Voyage dans une mémoire
Greg Germain, comédien, revient sur les planches de théâtre au festival d'Avignon avec un spectacle très personnel... Interview.
"Les outre-mer savent aussi faire du théâtre"
Comment est née cette pièce ?
Je me balade dans ma mémoire, mais également celle des autres aussi puisque, comme dit Edouard Glissant, "l'étendue du poème n'est pas infinie, il rejoint très vite les autres poèmes du monde que nous apprendrons" et c'est une façon pour moi de faire un parcours poétique dans ce que je suis, ce qui m'a constitué, ce qui fait la poétique de ma relation avec le reste du monde.

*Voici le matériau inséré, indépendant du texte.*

//! Matching core: normalization, feature building, scoring, and the
//! cache-first orchestration engines call into.

pub mod handlers;
pub mod job_features;
pub mod normalizer;
pub mod profile_features;
pub mod scoring;

use std::sync::Arc;

use chrono::{Datelike, Utc};
use tracing::info;
use uuid::Uuid;

use crate::cache::{self, compute_with_cache, FeatureCache, FEATURE_TTL};
use crate::errors::AppError;
use crate::matching::job_features::{build_job_features, JobFeatures};
use crate::matching::profile_features::{build_profile_features, ProfileFeatures};
use crate::matching::scoring::{compute_match, MatchResult};
use crate::stores::{JobStore, ProfileStore};

/// Cache-first access to feature records and match results. Admission and
/// recommendation both go through here, so a score computed for one is a
/// cache hit for the other.
pub struct Matcher {
    profiles: Arc<dyn ProfileStore>,
    jobs: Arc<dyn JobStore>,
    cache: Arc<dyn FeatureCache>,
}

impl Matcher {
    pub fn new(
        profiles: Arc<dyn ProfileStore>,
        jobs: Arc<dyn JobStore>,
        cache: Arc<dyn FeatureCache>,
    ) -> Self {
        Self {
            profiles,
            jobs,
            cache,
        }
    }

    pub async fn profile_features(&self, subject_id: Uuid) -> Result<ProfileFeatures, AppError> {
        let key = cache::profile_features_key(subject_id);
        compute_with_cache(self.cache.as_ref(), &key, FEATURE_TTL, || async move {
            let profile = self.profiles.get_profile(subject_id).await?;
            Ok(build_profile_features(&profile, Utc::now().year()))
        })
        .await
    }

    pub async fn job_features(&self, job_id: Uuid) -> Result<JobFeatures, AppError> {
        let key = cache::job_features_key(job_id);
        compute_with_cache(self.cache.as_ref(), &key, FEATURE_TTL, || async move {
            let job = self.jobs.get_job(job_id).await?;
            Ok(build_job_features(&job))
        })
        .await
    }

    /// Cache-first MatchResult for a (subject, job) pair.
    pub async fn match_result(
        &self,
        subject_id: Uuid,
        job_id: Uuid,
    ) -> Result<MatchResult, AppError> {
        let profile = self.profile_features(subject_id).await?;
        self.score_against(&profile, job_id).await
    }

    /// Scores already-built profile features against one job. The
    /// recommendation loop uses this so the profile is only built once per
    /// batch; the job features and the pair result stay cache-first.
    pub async fn score_against(
        &self,
        profile: &ProfileFeatures,
        job_id: Uuid,
    ) -> Result<MatchResult, AppError> {
        let key = cache::match_result_key(profile.subject_id, job_id);
        compute_with_cache(self.cache.as_ref(), &key, FEATURE_TTL, || async move {
            let job = self.job_features(job_id).await?;
            Ok(compute_match(profile, &job))
        })
        .await
    }

    /// Drops the subject's cached profile features so the next build reads
    /// from source. Cached (subject, job) results keep their TTL.
    pub async fn invalidate_profile(&self, subject_id: Uuid) -> Result<(), AppError> {
        self.cache
            .delete(&cache::profile_features_key(subject_id))
            .await?;
        info!("Invalidated cached profile features for {subject_id}");
        Ok(())
    }

    /// Drops a posting's cached features; for the posting-edit path.
    pub async fn invalidate_job(&self, job_id: Uuid) -> Result<(), AppError> {
        self.cache.delete(&cache::job_features_key(job_id)).await?;
        info!("Invalidated cached job features for {job_id}");
        Ok(())
    }
}

#[cfg(test)]
mod tests {
    use super::*;
    use crate::testing::{
        sample_job, sample_profile, MemoryCache, MemoryJobStore, MemoryProfileStore,
    };

    fn matcher(
        profiles: Arc<MemoryProfileStore>,
        jobs: Arc<MemoryJobStore>,
        cache: Arc<MemoryCache>,
    ) -> Matcher {
        Matcher::new(profiles, jobs, cache)
    }

    #[tokio::test]
    async fn test_profile_features_hit_the_store_once_until_invalidated() {
        let profiles = Arc::new(MemoryProfileStore::new());
        let jobs = Arc::new(MemoryJobStore::new());
        let cache = Arc::new(MemoryCache::new());
        let subject_id = profiles.put(sample_profile());

        let m = matcher(profiles.clone(), jobs, cache);

        m.profile_features(subject_id).await.unwrap();
        m.profile_features(subject_id).await.unwrap();
        assert_eq!(profiles.fetch_count(), 1);

        m.invalidate_profile(subject_id).await.unwrap();
        m.profile_features(subject_id).await.unwrap();
        assert_eq!(profiles.fetch_count(), 2);
    }

    #[tokio::test]
    async fn test_unknown_subject_is_not_found_and_never_cached() {
        let profiles = Arc::new(MemoryProfileStore::new());
        let jobs = Arc::new(MemoryJobStore::new());
        let cache = Arc::new(MemoryCache::new());
        let m = matcher(profiles, jobs, cache.clone());

        let missing = Uuid::new_v4();
        let err = m.profile_features(missing).await.unwrap_err();
        assert!(matches!(err, AppError::NotFound(_)));
        assert!(cache.raw(&cache::profile_features_key(missing)).is_none());
    }

    #[tokio::test]
    async fn test_match_results_are_cached_per_pair() {
        let profiles = Arc::new(MemoryProfileStore::new());
        let jobs = Arc::new(MemoryJobStore::new());
        let cache = Arc::new(MemoryCache::new());
        let subject_id = profiles.put(sample_profile());
        let job_id = jobs.put(sample_job());

        let m = matcher(profiles, jobs.clone(), cache.clone());

        let first = m.match_result(subject_id, job_id).await.unwrap();
        assert!(cache
            .raw(&cache::match_result_key(subject_id, job_id))
            .is_some());

        // A second call is served from the pair cache: no further job fetch.
        let fetches_before = jobs.fetch_count();
        let second = m.match_result(subject_id, job_id).await.unwrap();
        assert_eq!(first, second);
        assert_eq!(jobs.fetch_count(), fetches_before);
    }

    #[tokio::test]
    async fn test_profile_invalidation_leaves_pair_results_to_their_ttl() {
        let profiles = Arc::new(MemoryProfileStore::new());
        let jobs = Arc::new(MemoryJobStore::new());
        let cache = Arc::new(MemoryCache::new());
        let subject_id = profiles.put(sample_profile());
        let job_id = jobs.put(sample_job());

        let m = matcher(profiles, jobs, cache.clone());
        m.match_result(subject_id, job_id).await.unwrap();

        m.invalidate_profile(subject_id).await.unwrap();

        assert!(cache.raw(&cache::profile_features_key(subject_id)).is_none());
        // Documented staleness window: pair results age out via TTL only.
        assert!(cache
            .raw(&cache::match_result_key(subject_id, job_id))
            .is_some());
    }

    #[tokio::test]
    async fn test_job_invalidation_drops_only_the_job_key() {
        let profiles = Arc::new(MemoryProfileStore::new());
        let jobs = Arc::new(MemoryJobStore::new());
        let cache = Arc::new(MemoryCache::new());
        let subject_id = profiles.put(sample_profile());
        let job_id = jobs.put(sample_job());

        let m = matcher(profiles, jobs, cache.clone());
        m.match_result(subject_id, job_id).await.unwrap();

        m.invalidate_job(job_id).await.unwrap();

        assert!(cache.raw(&cache::job_features_key(job_id)).is_none());
        assert!(cache.raw(&cache::profile_features_key(subject_id)).is_some());
    }
}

J'explique aussi, c'est vrai, comment un petit Guadeloupéen a voulu un jour faire du théâtre, de la télévision, du cinéma... Pourquoi ça s'arrête, pour ça recommence...
Ca faisait longtemps qu'on n'avait vu Greg Germain au théâtre...

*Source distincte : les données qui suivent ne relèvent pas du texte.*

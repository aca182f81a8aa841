//! Cache administration and profile refresh endpoints.

use axum::extract::{Path, State};
use axum::http::StatusCode;
use axum::Json;
use serde_json::json;
use uuid::Uuid;

use crate::admission::handlers::EnqueuedResponse;
use crate::errors::AppError;
use crate::queue::{NewTask, TaskKind};
use crate::state::AppState;

/// POST /api/v1/profiles/:subject_id/refresh
///
/// Enqueues a profile-update task: invalidate cached features, then rebuild
/// the subject's recommendations.
pub async fn handle_profile_refresh(
    State(state): State<AppState>,
    Path(subject_id): Path<Uuid>,
) -> Result<(StatusCode, Json<EnqueuedResponse>), AppError> {
    let payload = json!({ "subject_id": subject_id });
    let task_id = state
        .queue
        .enqueue(NewTask::new(TaskKind::ProcessProfileUpdate, payload))
        .await?;
    Ok((StatusCode::ACCEPTED, Json(EnqueuedResponse { task_id })))
}

/// DELETE /api/v1/cache/profiles/:subject_id
pub async fn handle_invalidate_profile_cache(
    State(state): State<AppState>,
    Path(subject_id): Path<Uuid>,
) -> Result<StatusCode, AppError> {
    state.matcher.invalidate_profile(subject_id).await?;
    Ok(StatusCode::NO_CONTENT)
}

/// DELETE /api/v1/cache/jobs/:job_id
///
/// For the posting-edit path: the posting's features rebuild on next use,
/// while cached pair scores age out on their TTL.
pub async fn handle_invalidate_job_cache(
    State(state): State<AppState>,
    Path(job_id): Path<Uuid>,
) -> Result<StatusCode, AppError> {
    state.matcher.invalidate_job(job_id).await?;
    Ok(StatusCode::NO_CONTENT)
}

Le théâtre est un travail beaucoup plus prenant et c'est précisément ce retour que je voulais faire, me reconcentrer sur ce que je suis vraiment... Homme d'institution, je ne le suis pas décidément ! Et j'ai pourtant essayé ; j'ai été président du festival Off pendant dix ans et je suis encore le président de cette association pour la préfiguration de l'agence de promotion et de diffusion des cultures d'Outre-mer (même si je n'avais pas besoin de l'être !). Je dirige le théâtre de la chapelle du Verbe incarné depuis dix-huit ans et j'ai fait ce travail pour des gens comme moi qui ont moins la chance que d'autres parce qu'ils sont nés loin, d'exercer ce métier d'acteur, de théâtre, du cinéma de télévision...
Cette année la programmation ultramarine à Avignon, c'est quinze compagnies et dix-huit spectacles. Quel rôle a joué l'agence de promotion et de diffusion des cultures d'Outre-mer ?

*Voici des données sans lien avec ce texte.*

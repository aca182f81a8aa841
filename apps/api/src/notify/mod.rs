//! Notification dispatch: durable row first, best-effort real-time publish
//! second. The publish step can never fail a caller.

pub mod handlers;

use std::sync::Arc;
use std::time::Duration;

use async_trait::async_trait;
use redis::{aio::MultiplexedConnection, AsyncCommands};
use serde_json::{json, Value};
use tracing::warn;
use uuid::Uuid;

use crate::errors::{bounded, AppError};
use crate::models::notification::NotificationRow;
use crate::stores::{NewNotification, NotificationStore};

/// Fire-and-forget transport to a user's private channel. The durable
/// notification row always exists before anything reaches this seam.
#[async_trait]
pub trait RealtimeChannel: Send + Sync {
    async fn publish(&self, user_id: Uuid, event: &str, data: &Value) -> Result<(), AppError>;
}

/// Publishes JSON events on `user:{id}` Redis channels. The socket fan-out
/// layer subscribed to those channels lives outside this service.
pub struct RedisRealtimeChannel {
    conn: MultiplexedConnection,
    op_timeout: Duration,
}

impl RedisRealtimeChannel {
    pub async fn connect(client: &redis::Client, op_timeout: Duration) -> Result<Self, AppError> {
        let conn = client.get_multiplexed_async_connection().await?;
        Ok(Self { conn, op_timeout })
    }
}

#[async_trait]
impl RealtimeChannel for RedisRealtimeChannel {
    async fn publish(&self, user_id: Uuid, event: &str, data: &Value) -> Result<(), AppError> {
        let mut conn = self.conn.clone();
        let channel = format!("user:{user_id}");
        let message = json!({ "event": event, "data": data }).to_string();
        bounded("realtime publish", self.op_timeout, async move {
            conn.publish::<_, _, ()>(&channel, &message).await?;
            Ok(())
        })
        .await
    }
}

/// Persist-then-publish, as two explicit steps. Persistence failures
/// propagate to the caller; publish failures are logged and dropped because
/// the row is already the durable record.
pub struct NotificationDispatcher {
    store: Arc<dyn NotificationStore>,
    channel: Arc<dyn RealtimeChannel>,
}

impl NotificationDispatcher {
    pub fn new(store: Arc<dyn NotificationStore>, channel: Arc<dyn RealtimeChannel>) -> Self {
        Self { store, channel }
    }

    pub async fn notify(
        &self,
        user_id: Uuid,
        message: &str,
        payload: Option<Value>,
    ) -> Result<NotificationRow, AppError> {
        let row = self
            .store
            .insert(NewNotification {
                user_id,
                message: message.to_string(),
                payload,
            })
            .await?;

        let event = json!({
            "id": row.id,
            "message": row.message,
            "payload": row.payload,
            "created_at": row.created_at,
        });
        if let Err(e) = self.channel.publish(user_id, "notification", &event).await {
            warn!(
                "Realtime publish to user {user_id} failed; notification {} stays persisted: {e}",
                row.id
            );
        }

        Ok(row)
    }
}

L'agence accompagne ces quinze compagnies et leur permet de rencontrer des diffuseurs, des programmateurs, de se faire mieux connaître. Le rôle de l'agence, puisque j'en avais écrit le projet, je l'ai joué pendant quinze ans à la chapelle du Verbe incarné en essayant de faire en sorte que les compagnies d'outre-mer non seulement voient le monde, mais que le monde les voie ! Le festival Off est un lieu idéal qui permet à des compagnies d'outre-mer qui ne jouent que deux ou trois fois un spectacle à cause de l'étroitesse du territoire de le jouer 23 fois dans la durée. On professionnalise ainsi un spectacle, une mise en scène, un rôle, un acteur ! Et ce festival Off d'Avignon permet à nos créateurs, nos artistes d'être face à un public différent et ils s'aperçoivent qu'ils savent aussi faire du bon théâtre ! Enfin, ça leur permet aussi de voir ce font les autres, de ne pas rester à tourner entre nous dans nos îles ! Ils voient ainsi que les autres peuvent créer de belles choses, mais également des choses pas toujours formidables. Il y a 1465 spectacles tous les jours dans le Off et ce n'est pas 1465 chefs d'oeuvre ! Les outre-mer ont toute leur place à Avignon et elles y sont les bienvenues !
Nombre de ces pièces sont filmées pour la télévision et l'émission Multiscénik que vous animez. Un programme de rattrapage pour ceux qui n'ont pu venir...
Multiscenik est la seule émission du paysage audiovisuel français consacré au théâtre. Elle est la seule émission à travers laquelle, nous pouvons faire connaître les pièces des créateurs d'Outre-mer, nous pouvons voir sur scène des acteurs qu'on ne voit pas assez souvent sur les scènes de l'Hexagone ! Multiscénik a été conforté par le nouveau directeur de France Ô, Wallès Kotra, et la nouvelle présidente de France télévisions, Delphine Ernotte/. Nous continuerons donc encore quelques années, je l'espère, à montrer au public de France Télévisions (France Ô et Culture box) que les outre-mer savent aussi faire du théâtre.